• WORK INSTRUCTION:
Report each line of the entries below that includes "inside".

• SUPPLIED DATA:
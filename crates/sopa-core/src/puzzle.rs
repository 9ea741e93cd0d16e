//! Puzzles and their plain-text file format.
//!
//! A file holds any number of records:
//!
//! ```text
//! # INICIO
//! C A S A
//! X O S O
//! Q W E R
//! T Y U I
//! CASA OSO
//! # FIN
//! ```
//!
//! Every line between the markers except the last is a grid row of
//! space-separated letters; the last is the word list. Text outside records
//! is ignored.

use crate::{is_letter, parse_wordlist, Error, Grid, Result, Word};
use serde::{Deserialize, Serialize};
use std::fmt;

pub const START_MARKER: &str = "# INICIO";
pub const END_MARKER: &str = "# FIN";

/// A grid together with the words hidden in it
#[derive(Debug, Clone, PartialEq, Eq, Serialize, Deserialize)]
pub struct Puzzle {
    pub grid: Grid,
    pub words: Vec<Word>,
}

impl Puzzle {
    pub fn new(grid: Grid, words: Vec<Word>) -> Self {
        Self { grid, words }
    }
}

impl fmt::Display for Puzzle {
    /// Writes one record in the file format
    fn fmt(&self, f: &mut fmt::Formatter<'_>) -> fmt::Result {
        writeln!(f, "{START_MARKER}")?;
        writeln!(f, "{}", self.grid)?;
        let words: Vec<&str> = self.words.iter().map(Word::as_str).collect();
        writeln!(f, "{}", words.join(" "))?;
        writeln!(f, "{END_MARKER}")
    }
}

/// Serialize puzzles as consecutive records
pub fn write_puzzles(puzzles: &[Puzzle]) -> String {
    puzzles.iter().map(Puzzle::to_string).collect()
}

/// Parse every record in `input`
pub fn parse_puzzles(input: &str) -> Result<Vec<Puzzle>> {
    let mut puzzles = Vec::new();
    let mut open: Option<(usize, Vec<(usize, &str)>)> = None;

    for (idx, raw) in input.lines().enumerate() {
        let line_no = idx + 1;
        let line = raw.trim();

        if line == START_MARKER {
            if let Some((start, _)) = open {
                return Err(malformed(
                    line_no,
                    format!("start marker inside the record opened at line {start}"),
                ));
            }
            open = Some((line_no, Vec::new()));
        } else if line == END_MARKER {
            let (start, body) = open
                .take()
                .ok_or_else(|| malformed(line_no, "end marker without a start marker"))?;
            puzzles.push(parse_record(start, line_no, &body)?);
        } else if let Some((_, body)) = open.as_mut() {
            if !line.is_empty() {
                body.push((line_no, line));
            }
        }
    }

    if let Some((start, _)) = open {
        return Err(malformed(start, "record is never closed"));
    }
    Ok(puzzles)
}

fn parse_record(start: usize, end: usize, body: &[(usize, &str)]) -> Result<Puzzle> {
    let Some(((words_line, words_text), rows)) = body.split_last() else {
        return Err(malformed(start, "empty record"));
    };
    if rows.is_empty() {
        return Err(malformed(end, "record has a word list but no grid rows"));
    }

    let mut cells = Vec::with_capacity(rows.len());
    for &(line_no, text) in rows {
        let mut row = Vec::new();
        for token in text.split_whitespace() {
            let mut chars = token.chars();
            match (chars.next(), chars.next()) {
                (Some(c), None) if is_letter(c) => row.push(c),
                _ => {
                    return Err(malformed(
                        line_no,
                        format!("expected a single uppercase letter, found {token:?}"),
                    ))
                }
            }
        }
        cells.push(row);
    }

    let grid = Grid::from_rows(cells).map_err(|e| malformed(rows[0].0, e.to_string()))?;
    let words = parse_wordlist(words_text).map_err(|e| malformed(*words_line, e.to_string()))?;
    Ok(Puzzle::new(grid, words))
}

fn malformed(line: usize, reason: impl Into<String>) -> Error {
    Error::MalformedPuzzle {
        line,
        reason: reason.into(),
    }
}
//! Footprint computation shared by the planner, the filler and the solver.

use crate::{Orientation, Placement, Position};

/// Cells a placement occupies, paired with the letter written at each one.
///
/// Reversed orientations write the word back-to-front over the same cells
/// the forward orientation would use, so the start cell always holds the
/// first cell written, not the word's first letter.
pub fn letter_positions(placement: &Placement) -> Vec<(Position, char)> {
    let (row_step, col_step) = placement.orientation.step();
    let mut letters = placement.word.letters().to_vec();
    if placement.orientation.is_reversed() {
        letters.reverse();
    }

    letters
        .into_iter()
        .enumerate()
        .map(|(i, letter)| {
            let pos = Position::new(
                placement.start_row + i * row_step,
                placement.start_col + i * col_step,
            );
            (pos, letter)
        })
        .collect()
}

/// Last cell of a footprint of `len` letters
pub fn footprint_end(start: Position, len: usize, orientation: Orientation) -> Position {
    let (row_step, col_step) = orientation.step();
    let offset = len.saturating_sub(1);
    Position::new(start.row + offset * row_step, start.col + offset * col_step)
}

/// Whether a word of `len` letters starting at `start` stays inside a `size` grid
pub fn fits(start: Position, len: usize, orientation: Orientation, size: usize) -> bool {
    if len == 0 {
        return false;
    }
    // steps never go backwards, so the end cell is the furthest on both axes
    let end = footprint_end(start, len, orientation);
    end.row < size && end.col < size
}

• EXPECTED ANSWER:
                    format!("start marker inside the record opened at line {start}"),
/// Whether a word of `len` letters starting at `start` stays inside a `size` grid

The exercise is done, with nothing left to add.